• TASK INPUTS:
○ ○ ○ ○ ○
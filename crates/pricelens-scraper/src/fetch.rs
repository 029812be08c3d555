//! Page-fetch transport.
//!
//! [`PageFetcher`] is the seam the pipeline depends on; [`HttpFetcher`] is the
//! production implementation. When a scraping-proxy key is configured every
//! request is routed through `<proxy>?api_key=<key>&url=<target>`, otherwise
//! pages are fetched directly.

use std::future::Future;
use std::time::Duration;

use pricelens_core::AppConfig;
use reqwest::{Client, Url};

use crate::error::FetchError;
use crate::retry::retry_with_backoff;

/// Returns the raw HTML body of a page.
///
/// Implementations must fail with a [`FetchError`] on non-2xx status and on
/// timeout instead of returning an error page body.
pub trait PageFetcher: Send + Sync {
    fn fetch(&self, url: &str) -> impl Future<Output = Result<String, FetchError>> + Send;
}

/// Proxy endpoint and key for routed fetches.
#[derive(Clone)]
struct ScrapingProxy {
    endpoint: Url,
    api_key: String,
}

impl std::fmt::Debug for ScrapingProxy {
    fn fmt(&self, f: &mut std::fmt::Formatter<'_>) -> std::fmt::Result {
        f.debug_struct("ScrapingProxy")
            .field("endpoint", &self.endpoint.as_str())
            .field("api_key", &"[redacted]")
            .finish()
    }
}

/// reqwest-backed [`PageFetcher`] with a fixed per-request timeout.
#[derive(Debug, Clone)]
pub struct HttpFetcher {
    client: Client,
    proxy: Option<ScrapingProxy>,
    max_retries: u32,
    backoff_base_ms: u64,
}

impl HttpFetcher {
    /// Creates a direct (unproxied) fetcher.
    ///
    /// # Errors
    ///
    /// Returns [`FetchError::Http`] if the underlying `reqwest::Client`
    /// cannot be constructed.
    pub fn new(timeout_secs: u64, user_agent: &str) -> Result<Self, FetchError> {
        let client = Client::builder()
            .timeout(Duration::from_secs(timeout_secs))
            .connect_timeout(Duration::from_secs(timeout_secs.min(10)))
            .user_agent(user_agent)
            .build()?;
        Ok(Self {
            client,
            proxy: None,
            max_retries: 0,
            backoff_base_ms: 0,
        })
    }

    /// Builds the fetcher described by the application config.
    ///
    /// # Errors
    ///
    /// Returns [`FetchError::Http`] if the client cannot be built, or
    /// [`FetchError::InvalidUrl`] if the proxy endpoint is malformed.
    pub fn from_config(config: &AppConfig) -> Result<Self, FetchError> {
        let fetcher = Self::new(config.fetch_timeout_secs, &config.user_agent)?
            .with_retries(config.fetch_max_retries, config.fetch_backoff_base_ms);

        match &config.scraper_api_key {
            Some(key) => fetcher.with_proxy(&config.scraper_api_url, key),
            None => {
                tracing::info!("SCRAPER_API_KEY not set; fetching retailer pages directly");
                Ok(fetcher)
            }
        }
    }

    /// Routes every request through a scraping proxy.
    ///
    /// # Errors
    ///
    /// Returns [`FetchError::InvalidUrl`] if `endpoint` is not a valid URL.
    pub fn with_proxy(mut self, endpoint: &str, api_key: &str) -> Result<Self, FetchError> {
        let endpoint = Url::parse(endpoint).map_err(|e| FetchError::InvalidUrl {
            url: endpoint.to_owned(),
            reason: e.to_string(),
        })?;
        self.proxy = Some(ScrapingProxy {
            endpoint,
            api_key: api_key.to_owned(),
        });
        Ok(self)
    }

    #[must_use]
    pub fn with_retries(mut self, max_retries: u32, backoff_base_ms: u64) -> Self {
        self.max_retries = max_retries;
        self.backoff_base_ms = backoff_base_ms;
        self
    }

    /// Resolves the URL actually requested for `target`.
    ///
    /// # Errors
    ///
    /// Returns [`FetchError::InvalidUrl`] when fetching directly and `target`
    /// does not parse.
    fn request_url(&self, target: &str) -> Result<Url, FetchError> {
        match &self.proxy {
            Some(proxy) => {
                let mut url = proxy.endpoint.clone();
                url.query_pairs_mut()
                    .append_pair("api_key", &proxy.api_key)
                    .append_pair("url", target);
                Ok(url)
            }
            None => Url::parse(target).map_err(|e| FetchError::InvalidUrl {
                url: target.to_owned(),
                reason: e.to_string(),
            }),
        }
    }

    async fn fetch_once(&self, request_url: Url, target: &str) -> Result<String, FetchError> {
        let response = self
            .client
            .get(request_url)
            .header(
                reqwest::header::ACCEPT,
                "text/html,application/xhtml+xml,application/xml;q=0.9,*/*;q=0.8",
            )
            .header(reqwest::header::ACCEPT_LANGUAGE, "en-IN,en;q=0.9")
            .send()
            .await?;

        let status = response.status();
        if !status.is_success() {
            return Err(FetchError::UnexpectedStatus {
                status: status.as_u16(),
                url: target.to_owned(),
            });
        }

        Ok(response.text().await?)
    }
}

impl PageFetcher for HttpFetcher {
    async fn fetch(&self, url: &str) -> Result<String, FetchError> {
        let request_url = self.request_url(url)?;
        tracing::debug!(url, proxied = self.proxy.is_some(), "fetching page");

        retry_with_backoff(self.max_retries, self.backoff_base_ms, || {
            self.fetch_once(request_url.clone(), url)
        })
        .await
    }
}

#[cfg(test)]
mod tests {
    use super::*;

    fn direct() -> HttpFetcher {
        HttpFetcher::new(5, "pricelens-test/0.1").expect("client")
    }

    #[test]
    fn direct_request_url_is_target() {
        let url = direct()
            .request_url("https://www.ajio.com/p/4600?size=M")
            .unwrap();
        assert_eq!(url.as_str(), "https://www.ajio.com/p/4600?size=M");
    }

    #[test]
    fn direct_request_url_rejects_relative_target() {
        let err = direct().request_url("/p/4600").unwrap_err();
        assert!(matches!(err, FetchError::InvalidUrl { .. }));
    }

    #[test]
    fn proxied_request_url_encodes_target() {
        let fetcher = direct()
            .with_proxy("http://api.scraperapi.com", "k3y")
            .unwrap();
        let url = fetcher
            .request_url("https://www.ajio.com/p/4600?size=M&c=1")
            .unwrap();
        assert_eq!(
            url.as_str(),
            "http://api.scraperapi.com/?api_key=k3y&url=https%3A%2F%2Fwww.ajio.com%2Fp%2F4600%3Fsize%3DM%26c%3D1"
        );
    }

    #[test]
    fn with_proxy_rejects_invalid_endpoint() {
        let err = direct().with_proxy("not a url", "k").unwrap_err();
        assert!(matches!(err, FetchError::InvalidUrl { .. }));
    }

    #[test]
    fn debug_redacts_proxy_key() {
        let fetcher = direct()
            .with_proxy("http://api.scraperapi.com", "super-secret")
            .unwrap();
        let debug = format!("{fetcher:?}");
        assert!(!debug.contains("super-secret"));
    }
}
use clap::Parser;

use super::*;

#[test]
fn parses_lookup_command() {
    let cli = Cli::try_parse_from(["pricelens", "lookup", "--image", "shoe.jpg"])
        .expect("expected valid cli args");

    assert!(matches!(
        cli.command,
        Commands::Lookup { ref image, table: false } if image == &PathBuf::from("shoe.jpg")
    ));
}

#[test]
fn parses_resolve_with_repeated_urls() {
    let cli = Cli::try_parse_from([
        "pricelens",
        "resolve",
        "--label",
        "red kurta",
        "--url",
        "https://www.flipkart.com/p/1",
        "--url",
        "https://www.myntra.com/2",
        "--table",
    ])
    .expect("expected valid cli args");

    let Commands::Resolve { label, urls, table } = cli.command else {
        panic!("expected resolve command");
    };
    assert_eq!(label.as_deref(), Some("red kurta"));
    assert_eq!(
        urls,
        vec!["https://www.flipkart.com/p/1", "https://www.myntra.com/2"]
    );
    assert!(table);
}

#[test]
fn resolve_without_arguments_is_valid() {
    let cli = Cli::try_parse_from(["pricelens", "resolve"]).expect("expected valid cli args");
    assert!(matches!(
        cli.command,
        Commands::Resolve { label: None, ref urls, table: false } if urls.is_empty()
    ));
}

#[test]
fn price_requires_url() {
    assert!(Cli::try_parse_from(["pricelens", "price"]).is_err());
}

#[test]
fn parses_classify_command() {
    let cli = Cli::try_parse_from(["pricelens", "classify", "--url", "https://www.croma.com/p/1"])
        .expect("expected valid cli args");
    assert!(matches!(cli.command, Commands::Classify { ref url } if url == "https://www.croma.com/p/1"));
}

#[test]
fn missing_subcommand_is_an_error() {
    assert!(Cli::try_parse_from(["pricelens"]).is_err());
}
○ ○ ○ ○ ○
• WHAT TO PRODUCE: Copy out, from the listing above, every line that contains the word "through".

• EXERCISE RESULT:
//! request is routed through `<proxy>?api_key=<key>&url=<target>`, otherwise
    /// Routes every request through a scraping proxy.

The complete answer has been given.